The new president has made clear his affinity for fossil fuels, and has green-lighted the Dakota Access Pipeline. He will likely begin further deregulation in the coming days, convinced of the sector’s ability to revive America’s ‘failing’ industries. Yet China, the US’ closest economic rival, is pursuing an ever-increasing role in green energy. The question is – Has Trump missed a trick?

  • Trump’s climate change deniers
  • China’s huge investment in clean energy
  • US domination of energy market at risk

Trump’s ideas about climate change and the policies he wishes to pursue in its regard have been well publicised. “The concept of global warming was created by and for the Chinese in order to make U.S. manufacturing non-competitive” read a tweet of the President, dated 6th Nov. 2012.

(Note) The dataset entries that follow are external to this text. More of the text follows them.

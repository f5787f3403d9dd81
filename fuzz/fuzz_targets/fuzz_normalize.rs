#![no_main]

use libfuzzer_sys::fuzz_target;

fuzz_target!(|data: &[u8]| {
    if let Ok(s) = std::str::from_utf8(data) {
        // Must not panic — errors are fine, panics are bugs.
        let _ = notafiscal::xml::normalize(s);
    }
});
//! Permtree Form - the in-process hosting layer for the selection engine
//!
//! Glue between the ACL data source, the pure selection engine, and the
//! role mutation request:
//! - Parses the ACL query result into the core tree types
//! - Owns the mutable "current selection" cell (the engine stays pure)
//! - Projects the selection into `allowedResourceIds` /
//!   `intermediateResourceIds` for submission

#![warn(missing_docs)]
#![warn(unreachable_pub)]

pub mod editor;
pub mod error;
pub mod payload;
pub mod submit;

// Re-exports for convenience
pub use editor::AccessEditor;
pub use error::FormError;
pub use payload::AclPayload;
pub use submit::{AccessSubmission, RoleDraft};

/// Version of this crate
pub const VERSION: &str = env!("CARGO_PKG_VERSION");
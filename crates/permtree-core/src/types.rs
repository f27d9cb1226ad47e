//! Core types for the permission tree
//!
//! Defines the resource hierarchy consumed by the selection engine:
//! - Resource identifiers (numeric or string, canonicalized at ingestion)
//! - Resource tree nodes
//! - Tri-state node classification

use serde::{Deserialize, Serialize};
use std::fmt::{self, Display, Formatter};

/// Resource identifier
///
/// ACL payloads mix numeric and string ids. Both deserialize into this one
/// sum type at the ingestion boundary, so every later comparison is an exact
/// match on the canonical form.
#[derive(Debug, Clone, PartialEq, Eq, PartialOrd, Ord, Hash, Serialize, Deserialize)]
#[serde(untagged)]
pub enum ResourceId {
    /// Numeric id (database primary keys)
    Num(u64),
    /// String id (slugs, external references)
    Text(String),
}

impl From<u64> for ResourceId {
    fn from(value: u64) -> Self {
        Self::Num(value)
    }
}

impl From<&str> for ResourceId {
    fn from(value: &str) -> Self {
        Self::Text(value.to_string())
    }
}

impl From<String> for ResourceId {
    fn from(value: String) -> Self {
        Self::Text(value)
    }
}

impl Display for ResourceId {
    fn fmt(&self, f: &mut Formatter<'_>) -> fmt::Result {
        match self {
            Self::Num(n) => write!(f, "{n}"),
            Self::Text(s) => write!(f, "{s}"),
        }
    }
}

/// A node in the permission hierarchy
///
/// The tree is supplied once per engine instance and treated as immutable;
/// structural edits require constructing a new engine.
#[derive(Debug, Clone, PartialEq, Serialize, Deserialize)]
#[serde(rename_all = "camelCase")]
pub struct ResourceNode {
    /// Unique id across the whole tree
    pub id: ResourceId,
    /// Display label; not consulted by the selection algorithm
    pub name: String,
    /// Ordered children; a node with no children is a leaf
    #[serde(default)]
    pub children: Vec<ResourceNode>,
    /// Persisted grant hint, consumed only when seeding
    #[serde(default, skip_serializing_if = "Option::is_none")]
    pub is_allowed: Option<bool>,
}

impl ResourceNode {
    /// Create a leaf node
    #[inline]
    #[must_use]
    pub fn new(id: impl Into<ResourceId>, name: impl Into<String>) -> Self {
        Self {
            id: id.into(),
            name: name.into(),
            children: Vec::new(),
            is_allowed: None,
        }
    }

    /// Mark the node as granted in the persisted source
    #[inline]
    #[must_use]
    pub fn allowed(mut self) -> Self {
        self.is_allowed = Some(true);
        self
    }

    /// Append one child
    #[inline]
    #[must_use]
    pub fn with_child(mut self, child: ResourceNode) -> Self {
        self.children.push(child);
        self
    }

    /// Replace the child list
    #[inline]
    #[must_use]
    pub fn with_children(mut self, children: Vec<ResourceNode>) -> Self {
        self.children = children;
        self
    }

    /// True when the node has no children
    #[inline]
    #[must_use]
    pub fn is_leaf(&self) -> bool {
        self.children.is_empty()
    }
}

/// Tri-state classification of one node for checkbox rendering
#[derive(Debug, Clone, Copy, PartialEq, Eq, Hash, Serialize, Deserialize)]
pub enum NodeState {
    /// Neither the node nor any descendant is selected
    Unchecked,
    /// Some but not all of the subtree is selected
    Indeterminate,
    /// The node and, transitively, all descendants are selected
    Checked,
}
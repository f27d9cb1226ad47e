//! ACL query payload ingestion
//!
//! The data-loading collaborator hands the form a JSON document with the
//! resource hierarchy and per-node grant flags; this module deserializes it
//! into the core tree types.

use crate::error::FormError;
use permtree_core::ResourceNode;
use serde::{Deserialize, Serialize};

/// Deserialized ACL query result: the resource hierarchy with grant hints
#[derive(Debug, Clone, PartialEq, Serialize, Deserialize)]
#[serde(rename_all = "camelCase")]
pub struct AclPayload {
    /// Root resources of the permission hierarchy
    #[serde(default)]
    pub resources: Vec<ResourceNode>,
}

impl AclPayload {
    /// Wrap an already-built tree
    #[inline]
    #[must_use]
    pub fn new(resources: Vec<ResourceNode>) -> Self {
        Self { resources }
    }

    /// Parse the raw ACL query result
    ///
    /// # Errors
    /// Returns [`FormError::Payload`] when the document does not match the
    /// expected shape.
    pub fn from_json(raw: &str) -> Result<Self, FormError> {
        let payload: Self =
            serde_json::from_str(raw).map_err(|e| FormError::Payload(e.to_string()))?;
        tracing::debug!(roots = payload.resources.len(), "parsed ACL payload");
        Ok(payload)
    }
}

In his campaign to become 45th President of the US, he downplayed this statement, preferring to emphasise his support for the deregulation of the oil and gas industry. With the election victory behind him, his nominees for departments deeply involved in both energy and climate change policy signalled a continuation of this stance.

Rick Perry, the former Texas governor and Trump’s nominee as energy secretary, recommended the abolition of the Energy Department he is seeking to direct in 2011. Scott Pruitt, the Oklahoma attorney general who has been chosen to head the Environmental Protection Agency has sued that very agency multiple times. During his confirmation hearing last week, he asserted that his own opinion on climate change, was “immaterial to the job”.

Today, Trump signed executive orders demanding that the government reconsider the pipeline, which was dismissed by the Obama administration. The former president’s reasoning? The pipeline was not in line with America’s leadership in the fight against climate change.

China moving in the opposite direction

China recently announced another huge new investment in green energy. $360 billion will be spent by 2020, and the government has also stated that this will provide 13 million new jobs. Mary Kay Magistad of Public Radio International believes it’s just the beginning:

“If you look at what people are saying across the energy industry, the future is in renewables, and natural gas and so forth,” Magistad says. “The cost of renewables has come down so far so fast that in some places it’s actually competitive with coal, and even beats coal. And the cost will probably continue to drop.”

In direct contrast with Trump’s plans, China also announced last week the cancellation of 104 planned coal-fired power plants. This trend of decreasing coal usage can also be identified in the wider energy market. Coal use is in sharp decline in the US, not due to strict government regulations but the surplus of cheap natural gas available from fracking.

“In the United States there aren’t even a million jobs in renewable energy” currently, Magistad says. “In China there about double that number already, and the Chinese government is saying it thinks it can get 13 million jobs in this sector by 2020.”

“Make China Great Again”

“The best way to make America great again is by owning the clean technologies of the future,” said Michael Liebreich, advisor to the UN and World Economic Forum on energy. “Not only will this create countless well-paid, fulfilling jobs for Americans, but it will also lock in the US’s geopolitical leadership for another generation.”

The threats of Trump to leave the Paris climate change deal have unnerved many scientists. There is concern that without the US the 2C temperature rise, considered a crucial ceiling, will be much more difficult to avoid. Yet, the other powers involved in the Paris deal sense an opportunity to step up, should the US renege on its promises.

The EU environment commissioner, Miguel Arias Cañete, said that climate change was “bigger than any one country” and that the EU and China relationship would be integral to the success of the Paris deal. “China is demonstrating a strong commitment to implementing the Paris agreement,” he told the Guardian. “EU-China cooperation is therefore needed for a strong political leadership in global climate action.”

As it stands, China is already acknowledged to be the world leader in clean energy and at the recent World Economic Forum in Davos, its president, Xi Jinping, made it clear that his nation is committed to action on climate change. He also asserted that China’s investments in green energy were already “paying off”. Perhaps Trump would do well to follow his lead, if not for the good of the climate, for the good of America’s industry.